Assignment >>
All lines in the material with the string "seeds" should be listed.

Study material >>
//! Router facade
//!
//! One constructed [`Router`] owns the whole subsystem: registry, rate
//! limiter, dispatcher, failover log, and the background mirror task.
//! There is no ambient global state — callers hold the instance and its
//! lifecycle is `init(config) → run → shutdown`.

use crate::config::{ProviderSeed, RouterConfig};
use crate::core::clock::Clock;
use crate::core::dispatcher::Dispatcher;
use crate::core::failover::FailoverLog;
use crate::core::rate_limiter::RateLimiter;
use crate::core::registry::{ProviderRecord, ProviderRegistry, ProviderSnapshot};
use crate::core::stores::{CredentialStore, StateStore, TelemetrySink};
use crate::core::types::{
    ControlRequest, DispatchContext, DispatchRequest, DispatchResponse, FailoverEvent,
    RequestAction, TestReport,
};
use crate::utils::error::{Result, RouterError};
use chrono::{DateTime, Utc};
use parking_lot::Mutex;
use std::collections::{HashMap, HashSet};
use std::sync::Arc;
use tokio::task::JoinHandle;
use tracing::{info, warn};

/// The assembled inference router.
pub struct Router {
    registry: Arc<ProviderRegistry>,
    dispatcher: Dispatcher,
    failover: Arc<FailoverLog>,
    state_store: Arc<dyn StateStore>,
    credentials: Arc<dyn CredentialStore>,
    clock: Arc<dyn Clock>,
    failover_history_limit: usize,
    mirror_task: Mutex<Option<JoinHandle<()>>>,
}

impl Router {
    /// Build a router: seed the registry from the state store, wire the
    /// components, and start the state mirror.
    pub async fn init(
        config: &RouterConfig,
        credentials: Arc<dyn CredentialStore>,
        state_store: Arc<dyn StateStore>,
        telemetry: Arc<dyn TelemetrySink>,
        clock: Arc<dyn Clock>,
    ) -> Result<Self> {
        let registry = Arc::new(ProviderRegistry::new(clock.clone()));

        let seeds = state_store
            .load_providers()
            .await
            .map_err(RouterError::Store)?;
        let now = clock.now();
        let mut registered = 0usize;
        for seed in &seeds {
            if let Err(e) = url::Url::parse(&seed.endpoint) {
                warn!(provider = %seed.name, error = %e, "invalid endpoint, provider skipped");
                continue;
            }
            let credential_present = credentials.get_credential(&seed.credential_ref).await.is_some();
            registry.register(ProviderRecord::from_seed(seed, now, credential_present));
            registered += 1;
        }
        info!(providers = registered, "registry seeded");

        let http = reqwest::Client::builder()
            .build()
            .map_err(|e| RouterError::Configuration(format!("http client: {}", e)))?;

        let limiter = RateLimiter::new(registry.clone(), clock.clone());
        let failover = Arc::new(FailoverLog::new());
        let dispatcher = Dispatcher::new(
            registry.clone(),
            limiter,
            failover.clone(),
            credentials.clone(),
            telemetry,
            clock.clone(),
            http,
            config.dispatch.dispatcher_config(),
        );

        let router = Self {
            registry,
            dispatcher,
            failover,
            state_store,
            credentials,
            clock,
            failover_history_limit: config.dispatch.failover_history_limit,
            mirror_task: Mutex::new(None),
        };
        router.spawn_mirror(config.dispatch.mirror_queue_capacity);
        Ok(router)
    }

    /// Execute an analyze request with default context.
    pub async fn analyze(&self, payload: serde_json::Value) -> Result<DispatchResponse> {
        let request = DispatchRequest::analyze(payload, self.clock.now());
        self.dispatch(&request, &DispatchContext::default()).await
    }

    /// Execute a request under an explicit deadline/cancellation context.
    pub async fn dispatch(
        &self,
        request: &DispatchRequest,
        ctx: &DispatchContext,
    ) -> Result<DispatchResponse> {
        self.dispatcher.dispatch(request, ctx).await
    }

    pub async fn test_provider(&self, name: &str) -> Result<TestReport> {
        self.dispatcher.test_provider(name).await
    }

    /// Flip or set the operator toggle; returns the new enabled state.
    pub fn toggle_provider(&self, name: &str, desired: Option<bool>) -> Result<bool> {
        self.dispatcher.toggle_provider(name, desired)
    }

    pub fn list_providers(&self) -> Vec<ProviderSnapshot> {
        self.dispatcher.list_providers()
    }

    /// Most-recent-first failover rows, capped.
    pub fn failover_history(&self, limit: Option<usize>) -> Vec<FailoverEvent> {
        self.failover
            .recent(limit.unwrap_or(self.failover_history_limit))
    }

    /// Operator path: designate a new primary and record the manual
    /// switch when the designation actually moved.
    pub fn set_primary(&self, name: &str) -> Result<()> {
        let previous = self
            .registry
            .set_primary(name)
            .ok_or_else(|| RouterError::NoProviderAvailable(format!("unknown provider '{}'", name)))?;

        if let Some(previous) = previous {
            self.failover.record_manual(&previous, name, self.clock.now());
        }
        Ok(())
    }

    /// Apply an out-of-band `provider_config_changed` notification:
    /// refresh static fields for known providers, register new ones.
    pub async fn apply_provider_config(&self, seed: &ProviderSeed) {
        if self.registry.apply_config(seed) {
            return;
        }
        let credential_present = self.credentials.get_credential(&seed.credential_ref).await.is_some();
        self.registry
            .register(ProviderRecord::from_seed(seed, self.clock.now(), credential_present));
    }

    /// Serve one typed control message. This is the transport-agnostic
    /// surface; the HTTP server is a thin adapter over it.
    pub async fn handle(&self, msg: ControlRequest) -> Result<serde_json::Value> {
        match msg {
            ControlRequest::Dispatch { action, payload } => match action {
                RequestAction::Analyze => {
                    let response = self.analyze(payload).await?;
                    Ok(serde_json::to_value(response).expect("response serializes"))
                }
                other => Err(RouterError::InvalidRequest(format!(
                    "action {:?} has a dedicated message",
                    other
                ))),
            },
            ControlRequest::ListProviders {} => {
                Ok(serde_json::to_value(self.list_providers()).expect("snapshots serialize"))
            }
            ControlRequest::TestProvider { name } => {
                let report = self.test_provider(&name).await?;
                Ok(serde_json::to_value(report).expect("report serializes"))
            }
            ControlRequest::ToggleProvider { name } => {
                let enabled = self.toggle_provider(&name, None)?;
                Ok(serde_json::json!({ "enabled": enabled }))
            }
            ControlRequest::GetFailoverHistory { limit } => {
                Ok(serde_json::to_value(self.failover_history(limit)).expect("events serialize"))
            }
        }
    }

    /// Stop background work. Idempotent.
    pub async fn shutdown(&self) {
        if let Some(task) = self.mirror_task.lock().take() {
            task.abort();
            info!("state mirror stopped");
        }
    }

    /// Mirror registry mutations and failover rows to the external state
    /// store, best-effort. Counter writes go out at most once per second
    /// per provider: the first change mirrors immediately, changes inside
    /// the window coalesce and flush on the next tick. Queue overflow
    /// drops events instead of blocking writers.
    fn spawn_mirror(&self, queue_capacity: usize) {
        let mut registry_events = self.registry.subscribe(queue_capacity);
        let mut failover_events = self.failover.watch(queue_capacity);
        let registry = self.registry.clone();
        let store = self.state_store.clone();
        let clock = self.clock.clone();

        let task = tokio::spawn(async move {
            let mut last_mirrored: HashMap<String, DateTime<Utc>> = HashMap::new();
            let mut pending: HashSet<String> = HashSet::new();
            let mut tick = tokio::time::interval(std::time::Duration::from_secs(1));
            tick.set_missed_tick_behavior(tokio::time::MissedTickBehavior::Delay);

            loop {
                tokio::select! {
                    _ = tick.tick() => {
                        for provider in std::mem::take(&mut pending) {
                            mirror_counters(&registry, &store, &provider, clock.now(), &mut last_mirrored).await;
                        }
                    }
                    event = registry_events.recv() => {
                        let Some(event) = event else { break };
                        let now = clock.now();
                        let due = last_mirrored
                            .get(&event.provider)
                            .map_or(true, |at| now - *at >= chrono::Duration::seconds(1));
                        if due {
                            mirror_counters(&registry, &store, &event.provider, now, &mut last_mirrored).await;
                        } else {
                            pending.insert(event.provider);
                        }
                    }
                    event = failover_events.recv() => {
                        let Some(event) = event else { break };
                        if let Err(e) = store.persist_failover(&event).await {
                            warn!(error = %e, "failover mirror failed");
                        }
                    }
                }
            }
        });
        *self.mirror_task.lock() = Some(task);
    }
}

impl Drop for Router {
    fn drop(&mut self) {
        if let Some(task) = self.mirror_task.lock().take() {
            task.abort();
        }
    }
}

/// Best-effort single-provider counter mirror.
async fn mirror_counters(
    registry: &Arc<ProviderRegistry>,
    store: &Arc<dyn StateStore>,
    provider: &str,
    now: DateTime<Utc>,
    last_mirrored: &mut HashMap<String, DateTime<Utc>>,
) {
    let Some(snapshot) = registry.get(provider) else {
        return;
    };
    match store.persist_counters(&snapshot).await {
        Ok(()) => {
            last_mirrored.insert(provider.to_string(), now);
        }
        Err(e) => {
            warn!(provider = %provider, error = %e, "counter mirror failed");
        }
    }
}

Expected output >>
        let seeds = state_store
        for seed in &seeds {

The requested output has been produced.